In reading Valerie Kinloch's sort of biography of June Jordan, June Jordan: Her Life and Letters, I get stuck in two thickets. The first is Kinloch's failure of political imagination. She approaches Jordan's life and work from the un-real world of The Academy, as opposed to the lived-in and living world of actual people. Over and over again Kinloch refers to the "alleged violence" in Jordan's early life, calling into question Jordan's own documented experiences. Kinloch has a peevishly liberal, and literal, understanding of violence, evidently. And even so, I'm bewildered as to how a young black woman who sleeps with a knife under her pillow, just in case her father comes for her in the middle of the night, warrents the appellation "alleged" violence. Even the most conservative defintion can't ignore that. It's a weapon! In the hands of a teen aged girl!

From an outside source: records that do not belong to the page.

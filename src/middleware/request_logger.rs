//! Request logging middleware for detailed API request/response logging.

use actix_web::Error;
use actix_web::dev::{Service, ServiceRequest, ServiceResponse, Transform, forward_ready};
use futures_util::future::LocalBoxFuture;
use std::future::{Ready, ready};
use std::time::Instant;
use tracing::{info, warn};

/// Request logger middleware factory.
pub struct RequestLogger;

impl<S, B> Transform<S, ServiceRequest> for RequestLogger
where
    S: Service<ServiceRequest, Response = ServiceResponse<B>, Error = Error>,
    S::Future: 'static,
    B: 'static,
{
    type Response = ServiceResponse<B>;
    type Error = Error;
    type InitError = ();
    type Transform = RequestLoggerMiddleware<S>;
    type Future = Ready<Result<Self::Transform, Self::InitError>>;

    fn new_transform(&self, service: S) -> Self::Future {
        ready(Ok(RequestLoggerMiddleware { service }))
    }
}

/// Request logger middleware service.
pub struct RequestLoggerMiddleware<S> {
    service: S,
}

impl<S, B> Service<ServiceRequest> for RequestLoggerMiddleware<S>
where
    S: Service<ServiceRequest, Response = ServiceResponse<B>, Error = Error>,
    S::Future: 'static,
    B: 'static,
{
    type Response = ServiceResponse<B>;
    type Error = Error;
    type Future = LocalBoxFuture<'static, Result<Self::Response, Self::Error>>;

    forward_ready!(service);

    fn call(&self, req: ServiceRequest) -> Self::Future {
        let start = Instant::now();
        let method = req.method().to_string();
        let path = req.path().to_string();
        let remote_addr = req
            .connection_info()
            .realip_remote_addr()
            .unwrap_or("unknown")
            .to_string();
        let user_agent = req
            .headers()
            .get("user-agent")
            .and_then(|v| v.to_str().ok())
            .unwrap_or("unknown")
            .to_string();

        // Log request start
        info!(
            target: "api",
            method = %method,
            path = %path,
            remote_addr = %remote_addr,
            user_agent = %user_agent,
            "→ Request started"
        );

        let fut = self.service.call(req);

        Box::pin(async move {
            let res = fut.await?;
            let elapsed = start.elapsed();
            let status = res.status();
            let status_code = status.as_u16();

            // Log based on status
            if status.is_success() {
                info!(
                    target: "api",
                    method = %method,
                    path = %path,
                    status = %status_code,
                    duration_ms = %elapsed.as_millis(),
                    "← Request completed"
                );
            } else if status.is_client_error() {
                warn!(
                    target: "api",
                    method = %method,
                    path = %path,
                    status = %status_code,
                    duration_ms = %elapsed.as_millis(),
                    "← Client error"
                );
            } else {
                warn!(
                    target: "api",
                    method = %method,
                    path = %path,
                    status = %status_code,
                    duration_ms = %elapsed.as_millis(),
                    "← Server error"
                );
            }

            Ok(res)
        })
    }
}
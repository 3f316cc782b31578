//! Weekly report entity.
//!
//! `team_data` is stored as JSONB and never inspected by the server; its
//! per-member shape is a client-side convention.

use sea_orm::entity::prelude::*;
use serde_json::Value as JsonValue;

#[derive(Clone, Debug, PartialEq, DeriveEntityModel)]
#[sea_orm(table_name = "weekly_reports")]
pub struct Model {
    #[sea_orm(primary_key)]
    pub id: i32,
    pub week_owner: String,
    pub week_start: Date,
    pub week_end: Date,
    #[sea_orm(column_type = "JsonBinary")]
    pub team_data: JsonValue,
    pub created_at: DateTime,
}

#[derive(Copy, Clone, Debug, EnumIter, DeriveRelation)]
pub enum Relation {}

impl ActiveModelBehavior for ActiveModel {}
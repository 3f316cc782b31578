//! Migration: Create the weekly_reports table.
//!
//! One row per weekly snapshot. `id` and `created_at` are assigned by the
//! database; clients never supply them.

use sea_orm_migration::prelude::*;

#[derive(DeriveMigrationName)]
pub struct Migration;

#[async_trait::async_trait]
impl MigrationTrait for Migration {
    async fn up(&self, manager: &SchemaManager) -> Result<(), DbErr> {
        manager
            .get_connection()
            .execute_unprepared(
                r#"
                CREATE TABLE IF NOT EXISTS weekly_reports (
                    id SERIAL PRIMARY KEY,
                    week_owner VARCHAR(255) NOT NULL,
                    week_start DATE NOT NULL,
                    week_end DATE NOT NULL,
                    team_data JSONB NOT NULL,
                    created_at TIMESTAMP NOT NULL DEFAULT CURRENT_TIMESTAMP
                );

                -- Index for listing by creation date (most recent first)
                CREATE INDEX IF NOT EXISTS idx_weekly_reports_created_at
                    ON weekly_reports(created_at DESC);
                "#,
            )
            .await?;

        Ok(())
    }

    async fn down(&self, manager: &SchemaManager) -> Result<(), DbErr> {
        manager
            .get_connection()
            .execute_unprepared("DROP TABLE IF EXISTS weekly_reports;")
            .await?;

        Ok(())
    }
}
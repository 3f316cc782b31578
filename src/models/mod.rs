//! Domain models for the weekly report server.

pub mod report;

// Re-export commonly used types
pub use report::{CreateReportRequest, DeleteReportResponse, WeeklyReport};
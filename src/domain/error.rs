//! Domain error types for the review agent.
//!
//! Only the fatal class of failures lives here: broken CI inputs that must
//! stop the run with a non-zero exit. Everything recoverable (linter
//! failures, AI call failures, publish failures) is converted into issues or
//! log lines at the call site and never propagates as an error.

use thiserror::Error;

/// Errors reading the CI environment the run depends on.
#[derive(Debug, Error)]
pub enum ContextError {
    #[error("missing required environment variable {0}")]
    MissingVar(&'static str),

    #[error("reading event payload {path} failed: {source}")]
    EventUnreadable {
        path: String,
        #[source]
        source: std::io::Error,
    },

    #[error("event payload is not valid JSON: {0}")]
    EventMalformed(#[from] serde_json::Error),

    #[error("event payload has no pull_request object")]
    NotAPullRequestEvent,
}

/// Errors talking to the hosting platform's REST API.
///
/// The orchestrator logs these instead of propagating them, since a failed
/// comment must not abort the run. They stay typed so tests can assert on
/// the failure class.
#[derive(Debug, Error)]
pub enum PublishError {
    #[error("GitHub request failed: {0}")]
    Transport(#[from] reqwest::Error),

    #[error("GitHub API error: {0}")]
    Api(String),
}
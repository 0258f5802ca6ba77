//! External linter execution.

use crate::config::ReviewConfig;
use crate::domain::{IssueOrigin, ReviewIssue};
use std::path::Path;
use std::time::Duration;
use tokio::process::Command;

/// Linters per extension class, with the flags that turn them into
/// check-only commands. The target path is appended last.
const PYTHON_LINTERS: &[(&str, &[&str])] = &[
    ("pylint", &[]),
    ("flake8", &[]),
    ("black", &["--check"]),
    ("isort", &["--check-only"]),
];

const JS_LINTERS: &[(&str, &[&str])] = &[("eslint", &[]), ("prettier", &["--check"])];

/// Outcome of one linter invocation, mapped to issues by the caller.
#[derive(Debug, Clone, PartialEq, Eq)]
pub enum LintOutcome {
    /// Exit 0, nothing to report.
    Clean,
    /// Non-zero exit; carries the captured output.
    Findings(String),
    /// Killed after the configured timeout.
    TimedOut,
    /// Binary not found on PATH.
    MissingTool,
}

/// Run every enabled linter that applies to `path` and collect their
/// findings as issues.
///
/// Unrecognized extensions yield no issues. A missing binary is skipped
/// without comment so repositories without the full toolchain still get
/// reviewed by whatever is installed. One linter failing, timing out or
/// being absent never stops the others.
pub async fn run_linters(path: &Path, config: &ReviewConfig) -> Vec<ReviewIssue> {
    let mut issues = Vec::new();

    for (name, check_args) in linters_for(path) {
        let Some(settings) = config.enabled_linter(name) else {
            continue;
        };

        let outcome = run_one(
            name,
            check_args,
            &settings.extra_args,
            settings.timeout_secs,
            path,
        )
        .await;

        match outcome {
            LintOutcome::Clean | LintOutcome::MissingTool => {}
            LintOutcome::TimedOut => {
                log::warn!(
                    "{name} timed out after {}s on {}",
                    settings.timeout_secs,
                    path.display()
                );
                if let Some(issue) = ReviewIssue::new(IssueOrigin::Linter, *name, "Timeout") {
                    issues.push(issue);
                }
            }
            LintOutcome::Findings(body) => {
                if let Some(issue) = ReviewIssue::new(IssueOrigin::Linter, *name, body) {
                    issues.push(issue);
                }
            }
        }
    }

    issues
}

fn linters_for(path: &Path) -> &'static [(&'static str, &'static [&'static str])] {
    match path.extension().and_then(|ext| ext.to_str()) {
        Some("py") => PYTHON_LINTERS,
        Some("js" | "ts" | "jsx" | "tsx") => JS_LINTERS,
        _ => &[],
    }
}

async fn run_one(
    name: &str,
    check_args: &[&str],
    extra_args: &[String],
    timeout_secs: u64,
    path: &Path,
) -> LintOutcome {
    let Ok(binary) = which::which(name) else {
        return LintOutcome::MissingTool;
    };

    let mut command = Command::new(binary);
    command
        .args(check_args)
        .args(extra_args)
        .arg(path)
        .kill_on_drop(true);

    let waited = tokio::time::timeout(Duration::from_secs(timeout_secs), command.output()).await;

    match waited {
        Err(_) => LintOutcome::TimedOut,
        Ok(Err(err)) => {
            log::warn!("could not run {name}: {err}");
            LintOutcome::MissingTool
        }
        Ok(Ok(output)) if output.status.success() => LintOutcome::Clean,
        Ok(Ok(output)) => {
            let stderr = String::from_utf8_lossy(&output.stderr);
            let body = if stderr.trim().is_empty() {
                String::from_utf8_lossy(&output.stdout)
            } else {
                stderr
            };
            LintOutcome::Findings(body.trim_end().to_string())
        }
    }
}
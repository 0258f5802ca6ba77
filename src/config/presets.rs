//! Named configuration presets and the static prompt/label lookup tables.
//!
//! Presets are alternatives a project selects by key (`--project-type`);
//! an unrecognized key falls back to the default preset rather than failing.

use super::{PresetOverrides, ReviewConfig, RuleToggles, toggles};
use once_cell::sync::Lazy;
use std::collections::BTreeMap;
use std::fmt;
use std::str::FromStr;

static PRESETS: Lazy<BTreeMap<&'static str, ReviewConfig>> = Lazy::new(|| {
    let mut presets = BTreeMap::new();
    presets.insert("default", ReviewConfig::default());
    presets.insert("web_app", web_app_preset());
    presets.insert("api", api_preset());
    presets.insert("data_science", data_science_preset());
    presets
});

/// Look up the preset for a project type, falling back to the default
/// preset for unrecognized keys. Never fails.
pub fn resolve_config(project_type: &str) -> ReviewConfig {
    PRESETS
        .get(project_type)
        .cloned()
        .unwrap_or_else(ReviewConfig::default)
}

fn web_app_preset() -> ReviewConfig {
    let mut language_rules = BTreeMap::new();
    language_rules.insert(
        "javascript".to_string(),
        toggles([
            ("es6_features", true),
            ("async_await", true),
            ("error_handling", true),
            ("security_best_practices", true),
        ]),
    );
    language_rules.insert(
        "react".to_string(),
        toggles([
            ("hooks_rules", true),
            ("component_structure", true),
            ("state_management", true),
            ("performance_optimization", true),
        ]),
    );

    ReviewConfig::from_overrides(PresetOverrides {
        review_categories: Some(categories(["security", "performance", "accessibility"])),
        language_rules: Some(language_rules),
        ..PresetOverrides::default()
    })
}

fn api_preset() -> ReviewConfig {
    let mut language_rules = BTreeMap::new();
    language_rules.insert(
        "python".to_string(),
        toggles([
            ("type_hints", true),
            ("docstrings", true),
            ("error_handling", true),
            ("input_validation", true),
        ]),
    );

    ReviewConfig::from_overrides(PresetOverrides {
        review_categories: Some(categories(["security", "performance", "documentation"])),
        language_rules: Some(language_rules),
        ..PresetOverrides::default()
    })
}

fn data_science_preset() -> ReviewConfig {
    let mut language_rules = BTreeMap::new();
    language_rules.insert(
        "python".to_string(),
        toggles([
            ("type_hints", true),
            ("docstrings", true),
            ("numpy_pandas_best_practices", true),
            ("memory_optimization", true),
        ]),
    );

    ReviewConfig::from_overrides(PresetOverrides {
        review_categories: Some(categories(["code_quality", "performance", "documentation"])),
        language_rules: Some(language_rules),
        ..PresetOverrides::default()
    })
}

fn categories<const N: usize>(names: [&str; N]) -> Vec<String> {
    names.iter().map(|s| s.to_string()).collect()
}

/// Language-specific suffixes appended to the AI review prompt.
static LANGUAGE_PROMPT_SUFFIXES: Lazy<BTreeMap<&'static str, &'static str>> = Lazy::new(|| {
    let mut suffixes = BTreeMap::new();
    suffixes.insert(
        "python",
        "\n\nPay special attention to Python best practices, PEP 8 compliance, and type hints.",
    );
    suffixes.insert(
        "javascript",
        "\n\nFocus on ES6+ features, async/await patterns, and modern JavaScript practices.",
    );
    suffixes.insert(
        "typescript",
        "\n\nEmphasize TypeScript-specific features like strict typing, interfaces, and generics.",
    );
    suffixes.insert(
        "react",
        "\n\nConsider React best practices, hooks rules, component structure, and performance optimization.",
    );
    suffixes
});

/// Append the language-specific suffix to a base prompt. Lookup is
/// case-insensitive; unknown languages return the base prompt unchanged.
pub fn customize_prompt(language: &str, base_prompt: &str) -> String {
    match LANGUAGE_PROMPT_SUFFIXES.get(language.to_lowercase().as_str()) {
        Some(suffix) => format!("{base_prompt}{suffix}"),
        None => base_prompt.to_string(),
    }
}

/// Focused prompt bodies per review category, for projects that want one
/// category emphasized over the general rubric.
static REVIEW_PROMPTS: Lazy<BTreeMap<&'static str, &'static str>> = Lazy::new(|| {
    let mut prompts = BTreeMap::new();
    prompts.insert(
        "security",
        "Focus on security vulnerabilities:\n\
         - SQL injection prevention\n\
         - XSS protection\n\
         - Input validation\n\
         - Authentication/authorization\n\
         - Secure coding practices",
    );
    prompts.insert(
        "performance",
        "Focus on performance optimization:\n\
         - Algorithm efficiency\n\
         - Memory usage\n\
         - Database query optimization\n\
         - Caching strategies\n\
         - Resource management",
    );
    prompts.insert(
        "maintainability",
        "Focus on code maintainability:\n\
         - Code organization\n\
         - Naming conventions\n\
         - Function/method complexity\n\
         - Code duplication\n\
         - Modularity",
    );
    prompts.insert(
        "documentation",
        "Focus on documentation quality:\n\
         - Function/method documentation\n\
         - Code comments\n\
         - README files\n\
         - API documentation\n\
         - Inline documentation",
    );
    prompts
});

/// The focused prompt body for a review category, if one is registered.
pub fn review_prompt(category: &str) -> Option<&'static str> {
    REVIEW_PROMPTS.get(category.to_lowercase().as_str()).copied()
}

/// Rule toggles for a specific framework (django, flask, express, react).
static FRAMEWORK_RULES: Lazy<BTreeMap<&'static str, RuleToggles>> = Lazy::new(|| {
    let mut rules = BTreeMap::new();
    rules.insert(
        "django",
        toggles([
            ("check_orm_usage", true),
            ("check_security_middleware", true),
            ("check_url_patterns", true),
        ]),
    );
    rules.insert(
        "flask",
        toggles([
            ("check_blueprint_usage", true),
            ("check_error_handling", true),
            ("check_security_headers", true),
        ]),
    );
    rules.insert(
        "express",
        toggles([
            ("check_middleware_order", true),
            ("check_error_handling", true),
            ("check_route_security", true),
        ]),
    );
    rules.insert(
        "react",
        toggles([
            ("check_hooks_dependencies", true),
            ("check_prop_types", true),
            ("check_memoization", true),
        ]),
    );
    rules
});

pub fn framework_rules(framework: &str) -> Option<&'static RuleToggles> {
    FRAMEWORK_RULES.get(framework.to_lowercase().as_str())
}

/// Severity scale attached to findings when a project wants to triage them.
#[derive(Debug, Clone, Copy, PartialEq, Eq, PartialOrd, Ord)]
pub enum Severity {
    Info,
    Low,
    Medium,
    High,
    Critical,
}

impl Severity {
    /// Human-facing label used in comment bodies.
    pub fn label(&self) -> &'static str {
        match self {
            Self::Critical => "🔴 Critical - Must fix immediately",
            Self::High => "🟠 High - Should fix soon",
            Self::Medium => "🟡 Medium - Consider fixing",
            Self::Low => "🟢 Low - Nice to have",
            Self::Info => "ℹ️ Info - FYI only",
        }
    }
}

impl fmt::Display for Severity {
    fn fmt(&self, f: &mut fmt::Formatter<'_>) -> fmt::Result {
        match self {
            Self::Critical => write!(f, "critical"),
            Self::High => write!(f, "high"),
            Self::Medium => write!(f, "medium"),
            Self::Low => write!(f, "low"),
            Self::Info => write!(f, "info"),
        }
    }
}

impl FromStr for Severity {
    type Err = String;

    fn from_str(s: &str) -> Result<Self, Self::Err> {
        match s.to_lowercase().as_str() {
            "critical" => Ok(Self::Critical),
            "high" => Ok(Self::High),
            "medium" => Ok(Self::Medium),
            "low" => Ok(Self::Low),
            "info" => Ok(Self::Info),
            other => Err(format!("unknown severity: {other}")),
        }
    }
}

#[cfg(test)]
mod tests {
    use super::*;
    use std::str::FromStr;

    #[test]
    fn unknown_project_type_falls_back_to_default() {
        assert_eq!(resolve_config("unknown_key"), resolve_config("default"));
    }

    #[test]
    fn presets_override_categories_but_share_base_fields() {
        let web = resolve_config("web_app");
        assert_eq!(
            web.review_categories,
            vec!["security", "performance", "accessibility"]
        );
        // Fields the preset does not touch keep the shared defaults.
        assert_eq!(web.include_patterns, ReviewConfig::default().include_patterns);
        assert_eq!(web.ai, ReviewConfig::default().ai);

        let api = resolve_config("api");
        assert!(api.language_rules["python"]["input_validation"]);

        let ds = resolve_config("data_science");
        assert!(ds.language_rules["python"]["numpy_pandas_best_practices"]);
    }

    #[test]
    fn prompt_suffix_lookup_is_case_insensitive() {
        let customized = customize_prompt("Python", "Review this.");
        assert!(customized.starts_with("Review this."));
        assert!(customized.contains("PEP 8"));

        assert_eq!(customize_prompt("cobol", "Review this."), "Review this.");
    }

    #[test]
    fn category_prompts_cover_the_focused_categories() {
        assert!(review_prompt("security").unwrap().contains("SQL injection"));
        assert!(review_prompt("PERFORMANCE").unwrap().contains("Algorithm efficiency"));
        assert!(review_prompt("code_quality").is_none());
    }

    #[test]
    fn framework_rules_lookup() {
        assert!(framework_rules("django").unwrap()["check_orm_usage"]);
        assert!(framework_rules("rails").is_none());
    }

    #[test]
    fn severity_ordering_and_labels() {
        assert!(Severity::Critical > Severity::High);
        assert_eq!(Severity::from_str("HIGH").unwrap(), Severity::High);
        assert!(Severity::Info.label().contains("FYI"));
    }
}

Kinloch provides scant evidence to refute any of Jordan's autobiographical work on the matter, which leaves me to question Kincloch's motive and position. This spurious scholarship belies a hopelessly elementary understanding of her "subject," the life and writings of Ms. Jordan.

Maybe my biggest problem is that Kinloch treats June as a subject. A cadaver to be studied. Her wooden prose (to borrow a term from Edward Said) certainly attests to this point. Her writing is dead. There is no passion for June--her life or her letters. Just dull recitations of information that is readily available from June's own work. Kinloch doesn't really come to any meaningful insights or reveal anything of value, which leaves me feeling terribly deflated. June's life was about the connections that words create between truly different peoples. Prose and poetry are not simply words on pages. June always stressed that all words--written, said, thought--must be connected to purposeful action. Kinloch has missed this ethic. She may get it conceptually, but in practice her writing is dead weight.

Comments

Solmaz said…
i picked this book up because i read the title stupidly and expected junes actual LETTERS to be in it--i thought "thats a body of her work i havent read!!" reading the first page and a half and skimming through some other parts, i had the same response as you. the book was chilling, actually. thanks for the post.